Vicente Verdú
El supremo espíritu bíblico no ha desaparecido entre nosotros. Porque ¿qué es la democracia sino un sistema donde se representa la voluntad de Dios a través de la meticulosa descodificación de los resultados electorales? España, como otros países, ha consagrado estos últimos días al trabajo de interpretar el escrutinio del 9-M y con el fin de escrutar en él la voluntad entretejida del pueblo.

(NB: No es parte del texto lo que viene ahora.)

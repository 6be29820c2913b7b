//! Class and object definitions consumed by the record generator.
//!
//! The authoritative schema lives outside this workspace. Generation only
//! needs to look definitions up, which is what [`SchemaStore`] captures.
//! [`Schema`] is an in-memory store read from a YAML (or JSON) file:
//!
//! ```yaml
//! classes:
//!   - name: file_activity
//!     uid: 1001
//!     attributes:
//!       - name: class_id
//!         type: integer
//!         requirement: required
//!         enum: { file_activity: 1001 }
//!       - name: file
//!         type: object
//!         object_type: file
//!         requirement: required
//! objects:
//!   - name: file
//!     uid: 24
//!     attributes:
//!       - name: path
//!         type: file
//!         requirement: required
//! ```

use crate::types::{Requirement, SemanticType};
use serde::{Deserialize, Serialize};
use std::collections::{BTreeMap, HashMap};
use std::fs;
use std::path::Path;

/// Error type for schema operations.
#[derive(Debug, thiserror::Error)]
pub enum SchemaError {
    /// Error reading schema file
    #[error("Failed to read schema file: {0}")]
    Io(#[from] std::io::Error),

    /// Error parsing YAML
    #[error("Failed to parse YAML: {0}")]
    Yaml(#[from] serde_yaml::Error),

    /// Two definitions of the same kind share a name
    #[error("Duplicate {kind} definition: {name}")]
    Duplicate { kind: &'static str, name: String },
}

/// Metadata for one attribute of a class or object.
#[derive(Debug, Clone, Serialize, Deserialize, PartialEq)]
pub struct FieldSpec {
    /// Attribute name
    pub name: String,

    /// Semantic type; absent means the type could not be resolved
    #[serde(rename = "type", default, skip_serializing_if = "Option::is_none")]
    pub field_type: Option<SemanticType>,

    /// Requirement level
    #[serde(default)]
    pub requirement: Requirement,

    /// Whether the attribute holds an array
    #[serde(default)]
    pub is_array: bool,

    /// Allowed values mapped to their numeric codes
    #[serde(rename = "enum", default, skip_serializing_if = "Option::is_none")]
    pub enum_values: Option<BTreeMap<String, i64>>,

    /// Name of the nested object definition for `object` attributes
    #[serde(default, skip_serializing_if = "Option::is_none")]
    pub object_type: Option<String>,
}

impl FieldSpec {
    /// Create an optional scalar attribute.
    pub fn new(name: impl Into<String>, field_type: SemanticType) -> Self {
        Self {
            name: name.into(),
            field_type: Some(field_type),
            requirement: Requirement::Optional,
            is_array: false,
            enum_values: None,
            object_type: None,
        }
    }

    /// Create an attribute referencing a nested object definition.
    pub fn object(name: impl Into<String>, object_type: impl Into<String>) -> Self {
        Self {
            object_type: Some(object_type.into()),
            ..Self::new(name, SemanticType::Object)
        }
    }

    /// Mark the attribute as required.
    pub fn required(mut self) -> Self {
        self.requirement = Requirement::Required;
        self
    }

    /// Mark the attribute as an array.
    pub fn array(mut self) -> Self {
        self.is_array = true;
        self
    }

    /// Attach an enum of allowed values.
    pub fn with_enum<I, K>(mut self, values: I) -> Self
    where
        I: IntoIterator<Item = (K, i64)>,
        K: Into<String>,
    {
        self.enum_values = Some(values.into_iter().map(|(k, v)| (k.into(), v)).collect());
        self
    }

    /// Whether the attribute must always be populated.
    pub fn is_required(&self) -> bool {
        self.requirement.is_required()
    }

    /// Whether the attribute is a nested object (single or array).
    pub fn is_object(&self) -> bool {
        self.field_type.as_ref().is_some_and(SemanticType::is_object)
    }

    /// Enum entries, if the attribute has a non-empty enum.
    pub fn enum_entries(&self) -> Option<&BTreeMap<String, i64>> {
        self.enum_values.as_ref().filter(|values| !values.is_empty())
    }
}

/// A class or object definition.
#[derive(Debug, Clone, Serialize, Deserialize, PartialEq)]
pub struct RecordDefinition {
    /// Definition name
    pub name: String,

    /// Numeric class or object id
    #[serde(default)]
    pub uid: i64,

    /// Specialized generation path (e.g. `location`, `fingerprint`)
    #[serde(rename = "type", default, skip_serializing_if = "Option::is_none")]
    pub record_type: Option<String>,

    /// Attributes in declaration order
    #[serde(default)]
    pub attributes: Vec<FieldSpec>,
}

/// Top-level event kinds.
pub type ClassDefinition = RecordDefinition;

/// Nested, reusable record kinds.
pub type ObjectDefinition = RecordDefinition;

impl RecordDefinition {
    /// Create an empty definition.
    pub fn new(name: impl Into<String>, uid: i64) -> Self {
        Self {
            name: name.into(),
            uid,
            record_type: None,
            attributes: Vec::new(),
        }
    }

    /// Set the specialized type discriminator.
    pub fn with_type(mut self, record_type: impl Into<String>) -> Self {
        self.record_type = Some(record_type.into());
        self
    }

    /// Append an attribute.
    pub fn with_attribute(mut self, field: FieldSpec) -> Self {
        self.attributes.push(field);
        self
    }

    /// Get an attribute by name.
    pub fn get_attribute(&self, name: &str) -> Option<&FieldSpec> {
        self.attributes.iter().find(|f| f.name == name)
    }

    /// Names of all required attributes.
    pub fn required_attributes(&self) -> impl Iterator<Item = &str> {
        self.attributes
            .iter()
            .filter(|f| f.is_required())
            .map(|f| f.name.as_str())
    }
}

/// Lookup interface onto a schema definition store.
pub trait SchemaStore {
    /// Get a class definition by name.
    fn class(&self, name: &str) -> Option<&ClassDefinition>;

    /// Get an object definition by name.
    fn object(&self, name: &str) -> Option<&ObjectDefinition>;
}

impl<S: SchemaStore + ?Sized> SchemaStore for &S {
    fn class(&self, name: &str) -> Option<&ClassDefinition> {
        (**self).class(name)
    }

    fn object(&self, name: &str) -> Option<&ObjectDefinition> {
        (**self).object(name)
    }
}

/// In-memory schema loaded from a definition file.
#[derive(Debug, Clone, Default, Serialize, Deserialize)]
pub struct Schema {
    /// Class definitions
    #[serde(default)]
    pub classes: Vec<ClassDefinition>,

    /// Object definitions
    #[serde(default)]
    pub objects: Vec<ObjectDefinition>,

    /// Cached class lookup (not serialized)
    #[serde(skip)]
    class_map: HashMap<String, usize>,

    /// Cached object lookup (not serialized)
    #[serde(skip)]
    object_map: HashMap<String, usize>,
}

impl Schema {
    /// Build a schema from definitions.
    pub fn new(
        classes: Vec<ClassDefinition>,
        objects: Vec<ObjectDefinition>,
    ) -> Result<Self, SchemaError> {
        let mut schema = Self {
            classes,
            objects,
            class_map: HashMap::new(),
            object_map: HashMap::new(),
        };
        schema.build_maps()?;
        Ok(schema)
    }

    /// Load schema from a YAML or JSON file.
    pub fn from_file<P: AsRef<Path>>(path: P) -> Result<Self, SchemaError> {
        let content = fs::read_to_string(path)?;
        Self::from_yaml(&content)
    }

    /// Parse schema from a YAML string. JSON input parses too.
    pub fn from_yaml(yaml: &str) -> Result<Self, SchemaError> {
        let mut schema: Schema = serde_yaml::from_str(yaml)?;
        schema.build_maps()?;
        Ok(schema)
    }

    fn build_maps(&mut self) -> Result<(), SchemaError> {
        self.class_map = index_by_name(&self.classes, "class")?;
        self.object_map = index_by_name(&self.objects, "object")?;
        Ok(())
    }

    /// Get a class definition by its numeric id.
    pub fn class_by_uid(&self, uid: i64) -> Option<&ClassDefinition> {
        self.classes.iter().find(|c| c.uid == uid)
    }

    /// Get all class names in declaration order.
    pub fn class_names(&self) -> Vec<&str> {
        self.classes.iter().map(|c| c.name.as_str()).collect()
    }

    /// Get all object names in declaration order.
    pub fn object_names(&self) -> Vec<&str> {
        self.objects.iter().map(|o| o.name.as_str()).collect()
    }
}

fn index_by_name(
    definitions: &[RecordDefinition],
    kind: &'static str,
) -> Result<HashMap<String, usize>, SchemaError> {
    let mut map = HashMap::with_capacity(definitions.len());
    for (idx, definition) in definitions.iter().enumerate() {
        if map.insert(definition.name.clone(), idx).is_some() {
            return Err(SchemaError::Duplicate {
                kind,
                name: definition.name.clone(),
            });
        }
    }
    Ok(map)
}

impl SchemaStore for Schema {
    fn class(&self, name: &str) -> Option<&ClassDefinition> {
        self.class_map
            .get(name)
            .and_then(|&idx| self.classes.get(idx))
    }

    fn object(&self, name: &str) -> Option<&ObjectDefinition> {
        self.object_map
            .get(name)
            .and_then(|&idx| self.objects.get(idx))
    }
}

Nadie pensaba, por ejemplo, que los nacionalistas descenderían en Cataluña y el País Vasco. Ha sido uno de los hechos sobrevenidos sin pronóstico humano, una sorpresa semejante al advenimiento de una revelación o la realización de un hecho que sería previamente invisible a la mente humana. Pero de ello hay que aprender, sacar consecuencias gracias a aplicar los cinco sentidos en escuchar, oler, palpar y distinguir la verdadera voluntad del pueblo soberano que si realmente no existe absolutamente en el día a día, emerge como de una sima indeterminada con un trascendente mensaje entre los labios. Hay que poner extrema atención sobre el resultado electoral porque nunca será suficiente la indagación destinada a discernir el sacrosanto deseo popular que procede de las urnas. Esta suerte de papanatismo seudoreligioso que envuelve a las formas de la democracia política renace una y otra vez ante las bocas abiertas del votante. Los políticos hacen y deshacen a su conveniencia en la exégesis posterior a las elecciones y acomodan a sus intereses el recuento mientras la ciudadanía contempla a la manera de una feligresía discapacitada que deja en manos de sus representantes la extracción de las lecciones que orientarán a la sociedad entera. De los partidos en primer lugar pero de la nación también en la medida en que ellos, investidos como oficiantes, serán quienes determinen los pormenores de la liturgia programática del futuro y quienes decidan, en su debida proporción, los pasos a dar para el supuesto bien o la salvación de todos. Para ese fin la democracia se prolonga y persiste como una superestructura casi divina. Tan sagrada que nadie osa ponerla en cuestión. Tan trascendente que, como se ha comprobado en estos días, se pronuncia a la manera de los mismísimos oráculos y persiste, a pesar de sus tremendas injusticias, con la inerte solidez de los supuestos dioses.